On a 5-axle ACE trailer, three axles leave the ground entirely when the container tilts up. Consequently, the full weight of the load, the container, the hoist hardware, and those three hanging axle/suspension assemblies all transfers to the rear two axles on the ground.

The engineering logic sounds reasonable at first. However, the real-world consequences are dangerous — and they compound on each other every single time you dump a heavy load.

The Tire-Bulging Problem: What We Saw in the Field

Let’s start with what was observed at the ACE customer site. On a heavily loaded 5-axle unit with three axles in the air, the tires on the two ground axles were visibly bulging under the load. Furthermore, the tires on the dual rear assembly were actually touching each other.
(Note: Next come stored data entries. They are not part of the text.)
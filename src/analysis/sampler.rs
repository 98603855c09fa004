//! Usage sampling.
//!
//! Widely-called definitions can have hundreds of call sites; the reviewer
//! only needs a handful. Sampling is uniform without replacement and keeps
//! the sampled items in their original order.

use rand::rngs::StdRng;
use rand::seq::index;
use rand::SeedableRng;

/// Default number of usages kept per definition.
pub const DEFAULT_USAGE_CAP: usize = 10;

/// Caps a list of usages at a fixed size.
#[derive(Debug, Clone)]
pub struct UsageSampler {
    cap: usize,
    seed: Option<u64>,
}

impl Default for UsageSampler {
    fn default() -> Self {
        Self::new(DEFAULT_USAGE_CAP)
    }
}

impl UsageSampler {
    pub fn new(cap: usize) -> Self {
        Self { cap, seed: None }
    }

    /// Use a fixed seed so repeated runs pick the same sample.
    pub fn with_seed(mut self, seed: u64) -> Self {
        self.seed = Some(seed);
        self
    }

    pub fn cap(&self) -> usize {
        self.cap
    }

    /// Return at most `cap` items. Inputs at or under the cap come back unchanged.
    pub fn sample<T>(&self, items: Vec<T>) -> Vec<T> {
        if items.len() <= self.cap {
            return items;
        }

        let mut rng = match self.seed {
            Some(seed) => StdRng::seed_from_u64(seed),
            None => StdRng::from_entropy(),
        };

        let mut picked = index::sample(&mut rng, items.len(), self.cap).into_vec();
        picked.sort_unstable();

        let mut picked = picked.into_iter().peekable();
        items
            .into_iter()
            .enumerate()
            .filter_map(|(i, item)| {
                if picked.peek() == Some(&i) {
                    picked.next();
                    Some(item)
                } else {
                    None
                }
            })
            .collect()
    }
}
This matters enormously for several concrete reasons.

First, the tires were never designed for this load. A standard 11R22.5 load range H tire in dual application is rated for approximately 5,675 lbs per tire. Therefore, eight tires in a tandem dual configuration carry a combined rating of roughly 45,400 lbs. The axle pair itself rates at 2 × 25,000 lbs, or 50,000 lbs total. In other words, the complete rear assembly — every tire, wheel, rim, hub, bearing, and suspension beam — was engineered and certified for approximately 45,000 to 50,000 lbs under normal rolling conditions on a flat road.

However, during a heavy dump cycle, those same two axles must carry dramatically more. On a loaded 5-axle trailer with a heavy scrap metal load, the weight concentration on the rear assembly easily reaches 60,000 to 80,000 lbs or beyond. Additionally, the hoist tubes, draft arms, and four cylinders alone account for approximately 12,900 lbs of structural hardware being lifted. The three suspended axle assemblies add another 6,000 lbs on top of that. The rear tires are carrying roughly double their rated load.

Tires touching means the load is beyond what the system was rated for. There is no gray area here. Bulging tires mean overloaded tires. Moreover, overloaded tires generate heat, suffer accelerated fatigue, and fail — often without warning.

ACE’s response? Move the axles further apart.

That suggestion does not address the overloading. It simply moves the tires so they don’t visibly touch. Therefore, the underlying load problem remains completely unchanged. The tires are still being asked to carry double their rated capacity. The axles are still beyond their engineering limits. The suspension beam is still acting as a structural pivot point it was never designed for.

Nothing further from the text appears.